- _TASK DIRECTIONS_: Go through the records and copy each line where the string "target" occurs.

────────────────

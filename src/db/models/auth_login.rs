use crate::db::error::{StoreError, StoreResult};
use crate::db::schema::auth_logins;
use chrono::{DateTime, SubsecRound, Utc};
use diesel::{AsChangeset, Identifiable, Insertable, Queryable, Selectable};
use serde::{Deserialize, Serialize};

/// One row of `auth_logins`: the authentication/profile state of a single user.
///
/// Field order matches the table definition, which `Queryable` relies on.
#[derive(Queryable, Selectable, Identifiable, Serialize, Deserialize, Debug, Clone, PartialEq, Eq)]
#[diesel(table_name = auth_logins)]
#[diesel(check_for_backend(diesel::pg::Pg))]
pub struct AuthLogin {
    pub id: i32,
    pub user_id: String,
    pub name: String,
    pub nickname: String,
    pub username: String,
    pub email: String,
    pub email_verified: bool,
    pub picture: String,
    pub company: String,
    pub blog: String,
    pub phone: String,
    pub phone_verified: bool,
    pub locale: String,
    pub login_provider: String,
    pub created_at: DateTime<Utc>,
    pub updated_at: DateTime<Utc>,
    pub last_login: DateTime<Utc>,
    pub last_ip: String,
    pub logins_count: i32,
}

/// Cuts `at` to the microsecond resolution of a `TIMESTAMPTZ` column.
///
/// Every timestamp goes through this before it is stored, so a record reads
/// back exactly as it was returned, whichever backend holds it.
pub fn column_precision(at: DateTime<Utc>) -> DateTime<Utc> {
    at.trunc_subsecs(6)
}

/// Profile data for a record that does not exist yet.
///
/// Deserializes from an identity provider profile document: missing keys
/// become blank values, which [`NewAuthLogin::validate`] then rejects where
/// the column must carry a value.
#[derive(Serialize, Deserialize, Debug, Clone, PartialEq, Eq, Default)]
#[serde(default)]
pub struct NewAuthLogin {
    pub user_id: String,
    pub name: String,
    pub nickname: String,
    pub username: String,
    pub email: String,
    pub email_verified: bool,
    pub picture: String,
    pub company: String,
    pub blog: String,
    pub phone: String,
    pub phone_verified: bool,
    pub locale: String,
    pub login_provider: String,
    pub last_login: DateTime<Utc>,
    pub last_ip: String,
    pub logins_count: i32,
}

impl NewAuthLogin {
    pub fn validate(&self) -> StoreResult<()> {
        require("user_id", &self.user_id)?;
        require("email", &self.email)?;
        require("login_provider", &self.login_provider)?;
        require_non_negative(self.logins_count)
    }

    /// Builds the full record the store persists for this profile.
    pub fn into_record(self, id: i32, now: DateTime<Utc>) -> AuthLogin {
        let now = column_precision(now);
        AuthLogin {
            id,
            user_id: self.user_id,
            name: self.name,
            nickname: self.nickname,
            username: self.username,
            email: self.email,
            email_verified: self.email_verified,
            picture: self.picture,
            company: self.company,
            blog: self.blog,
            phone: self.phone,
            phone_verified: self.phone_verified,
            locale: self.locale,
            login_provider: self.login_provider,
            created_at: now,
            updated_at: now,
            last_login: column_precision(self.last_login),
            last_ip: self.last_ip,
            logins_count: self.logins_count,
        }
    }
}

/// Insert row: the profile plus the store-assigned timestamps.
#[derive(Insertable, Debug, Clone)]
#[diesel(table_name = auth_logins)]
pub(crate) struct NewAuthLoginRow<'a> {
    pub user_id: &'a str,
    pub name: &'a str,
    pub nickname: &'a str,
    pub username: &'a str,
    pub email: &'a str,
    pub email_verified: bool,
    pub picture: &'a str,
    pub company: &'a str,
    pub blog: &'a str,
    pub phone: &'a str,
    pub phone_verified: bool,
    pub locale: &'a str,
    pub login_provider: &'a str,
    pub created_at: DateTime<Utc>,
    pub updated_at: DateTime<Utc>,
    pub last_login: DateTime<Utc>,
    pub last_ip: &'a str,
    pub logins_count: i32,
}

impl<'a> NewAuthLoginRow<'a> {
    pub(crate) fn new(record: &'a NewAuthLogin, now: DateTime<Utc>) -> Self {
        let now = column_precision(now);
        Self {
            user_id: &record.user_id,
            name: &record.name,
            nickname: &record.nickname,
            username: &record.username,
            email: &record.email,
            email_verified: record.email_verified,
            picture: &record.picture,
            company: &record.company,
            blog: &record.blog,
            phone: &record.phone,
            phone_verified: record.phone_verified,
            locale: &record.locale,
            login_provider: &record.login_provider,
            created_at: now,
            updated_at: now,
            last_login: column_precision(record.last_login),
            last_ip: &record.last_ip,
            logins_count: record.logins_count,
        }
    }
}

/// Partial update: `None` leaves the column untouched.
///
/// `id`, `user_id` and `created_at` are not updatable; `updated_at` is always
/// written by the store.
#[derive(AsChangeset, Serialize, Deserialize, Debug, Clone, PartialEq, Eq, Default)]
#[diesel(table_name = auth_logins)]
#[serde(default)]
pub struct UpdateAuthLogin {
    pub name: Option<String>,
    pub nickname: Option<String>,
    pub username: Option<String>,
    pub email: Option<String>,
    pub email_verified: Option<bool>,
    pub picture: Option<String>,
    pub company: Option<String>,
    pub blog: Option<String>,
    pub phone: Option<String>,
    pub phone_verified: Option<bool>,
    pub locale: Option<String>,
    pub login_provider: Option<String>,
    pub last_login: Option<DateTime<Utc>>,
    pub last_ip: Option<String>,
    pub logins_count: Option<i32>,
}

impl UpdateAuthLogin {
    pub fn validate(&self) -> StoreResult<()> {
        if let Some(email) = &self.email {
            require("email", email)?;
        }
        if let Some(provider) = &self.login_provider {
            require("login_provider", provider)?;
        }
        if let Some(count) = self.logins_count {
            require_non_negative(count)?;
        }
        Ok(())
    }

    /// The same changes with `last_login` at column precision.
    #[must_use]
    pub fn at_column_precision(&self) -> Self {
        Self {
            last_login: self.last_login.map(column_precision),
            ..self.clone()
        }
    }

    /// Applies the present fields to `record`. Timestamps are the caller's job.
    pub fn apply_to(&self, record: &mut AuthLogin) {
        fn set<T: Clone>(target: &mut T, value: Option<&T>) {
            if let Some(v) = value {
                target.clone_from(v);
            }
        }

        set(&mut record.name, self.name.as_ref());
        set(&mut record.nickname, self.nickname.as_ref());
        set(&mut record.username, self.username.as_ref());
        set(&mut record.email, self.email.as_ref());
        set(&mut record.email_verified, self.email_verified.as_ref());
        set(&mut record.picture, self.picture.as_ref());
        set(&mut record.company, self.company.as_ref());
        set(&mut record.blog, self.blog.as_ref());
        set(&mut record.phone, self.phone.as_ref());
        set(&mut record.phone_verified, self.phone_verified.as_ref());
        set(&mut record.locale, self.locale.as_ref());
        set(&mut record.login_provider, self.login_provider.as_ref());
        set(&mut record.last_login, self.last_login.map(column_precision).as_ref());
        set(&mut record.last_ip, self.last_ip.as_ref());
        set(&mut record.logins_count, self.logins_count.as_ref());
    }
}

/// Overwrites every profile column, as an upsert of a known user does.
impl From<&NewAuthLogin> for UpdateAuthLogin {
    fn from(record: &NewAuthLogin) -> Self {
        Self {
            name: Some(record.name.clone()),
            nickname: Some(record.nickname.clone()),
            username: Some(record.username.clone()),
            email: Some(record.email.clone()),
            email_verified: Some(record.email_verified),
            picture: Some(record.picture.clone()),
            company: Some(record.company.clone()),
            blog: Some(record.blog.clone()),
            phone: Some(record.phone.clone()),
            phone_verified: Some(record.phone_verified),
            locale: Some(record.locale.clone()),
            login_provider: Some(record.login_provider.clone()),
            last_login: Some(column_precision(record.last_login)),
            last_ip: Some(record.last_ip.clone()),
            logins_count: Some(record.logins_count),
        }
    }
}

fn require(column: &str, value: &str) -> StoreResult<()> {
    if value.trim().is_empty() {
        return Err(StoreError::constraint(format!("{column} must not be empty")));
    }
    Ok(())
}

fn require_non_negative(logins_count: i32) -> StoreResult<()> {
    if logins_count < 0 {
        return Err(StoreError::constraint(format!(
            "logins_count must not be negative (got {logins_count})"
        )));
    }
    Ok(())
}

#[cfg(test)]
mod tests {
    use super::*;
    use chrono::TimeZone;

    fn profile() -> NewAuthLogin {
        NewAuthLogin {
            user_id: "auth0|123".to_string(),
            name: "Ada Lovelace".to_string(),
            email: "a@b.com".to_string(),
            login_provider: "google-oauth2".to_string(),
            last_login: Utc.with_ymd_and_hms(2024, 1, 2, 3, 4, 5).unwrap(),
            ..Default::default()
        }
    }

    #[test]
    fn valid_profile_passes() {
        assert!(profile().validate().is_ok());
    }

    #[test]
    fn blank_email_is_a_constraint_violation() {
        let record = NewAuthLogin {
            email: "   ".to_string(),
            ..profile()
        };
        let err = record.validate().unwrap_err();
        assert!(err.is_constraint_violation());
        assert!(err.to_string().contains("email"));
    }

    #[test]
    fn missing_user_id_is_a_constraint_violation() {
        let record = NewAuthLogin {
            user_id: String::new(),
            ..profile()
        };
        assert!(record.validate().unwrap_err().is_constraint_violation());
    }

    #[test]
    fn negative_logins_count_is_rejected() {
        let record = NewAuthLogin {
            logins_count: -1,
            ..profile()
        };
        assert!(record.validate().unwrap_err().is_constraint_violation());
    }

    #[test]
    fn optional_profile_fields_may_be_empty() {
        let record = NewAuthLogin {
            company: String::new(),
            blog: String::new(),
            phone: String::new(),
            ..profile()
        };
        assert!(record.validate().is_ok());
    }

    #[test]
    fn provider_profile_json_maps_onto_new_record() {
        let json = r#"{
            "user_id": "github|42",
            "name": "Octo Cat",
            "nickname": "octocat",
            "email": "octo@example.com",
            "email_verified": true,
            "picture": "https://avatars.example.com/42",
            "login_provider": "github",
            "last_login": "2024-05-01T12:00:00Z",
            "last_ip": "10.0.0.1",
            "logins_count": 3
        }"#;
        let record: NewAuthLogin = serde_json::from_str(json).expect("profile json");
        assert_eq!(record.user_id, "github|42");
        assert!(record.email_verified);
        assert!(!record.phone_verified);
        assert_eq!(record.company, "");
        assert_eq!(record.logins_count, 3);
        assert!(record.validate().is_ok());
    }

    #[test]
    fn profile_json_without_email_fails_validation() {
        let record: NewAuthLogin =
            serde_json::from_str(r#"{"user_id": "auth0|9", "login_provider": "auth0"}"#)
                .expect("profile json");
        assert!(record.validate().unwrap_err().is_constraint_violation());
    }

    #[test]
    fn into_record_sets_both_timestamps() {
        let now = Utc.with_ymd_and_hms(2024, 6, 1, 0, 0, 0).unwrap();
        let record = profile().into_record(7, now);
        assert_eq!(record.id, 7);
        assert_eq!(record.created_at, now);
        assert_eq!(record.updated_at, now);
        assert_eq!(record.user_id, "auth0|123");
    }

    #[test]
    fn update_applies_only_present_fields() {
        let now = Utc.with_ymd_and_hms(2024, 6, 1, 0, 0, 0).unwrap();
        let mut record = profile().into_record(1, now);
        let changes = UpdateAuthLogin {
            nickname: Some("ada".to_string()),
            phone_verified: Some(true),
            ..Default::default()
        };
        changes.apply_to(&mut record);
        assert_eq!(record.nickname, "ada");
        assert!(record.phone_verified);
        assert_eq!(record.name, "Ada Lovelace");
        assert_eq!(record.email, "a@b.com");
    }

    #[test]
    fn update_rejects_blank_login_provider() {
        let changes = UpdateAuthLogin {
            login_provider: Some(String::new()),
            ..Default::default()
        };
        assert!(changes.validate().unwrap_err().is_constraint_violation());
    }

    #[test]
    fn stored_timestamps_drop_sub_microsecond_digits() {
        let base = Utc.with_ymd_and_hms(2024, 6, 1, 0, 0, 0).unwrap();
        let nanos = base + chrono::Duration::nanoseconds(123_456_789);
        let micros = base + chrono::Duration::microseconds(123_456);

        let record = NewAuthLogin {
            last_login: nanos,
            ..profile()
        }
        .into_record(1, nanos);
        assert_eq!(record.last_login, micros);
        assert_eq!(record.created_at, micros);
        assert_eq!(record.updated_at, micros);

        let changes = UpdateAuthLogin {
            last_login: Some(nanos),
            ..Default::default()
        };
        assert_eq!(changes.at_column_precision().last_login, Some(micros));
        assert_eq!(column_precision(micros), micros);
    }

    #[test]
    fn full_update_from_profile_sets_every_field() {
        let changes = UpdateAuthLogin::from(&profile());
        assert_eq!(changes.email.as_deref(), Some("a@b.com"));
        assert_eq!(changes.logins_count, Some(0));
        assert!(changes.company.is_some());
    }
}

────────────────

- _FINISHED EXERCISE_:
        fn set<T: Clone>(target: &mut T, value: Option<&T>) {
                target.clone_from(v);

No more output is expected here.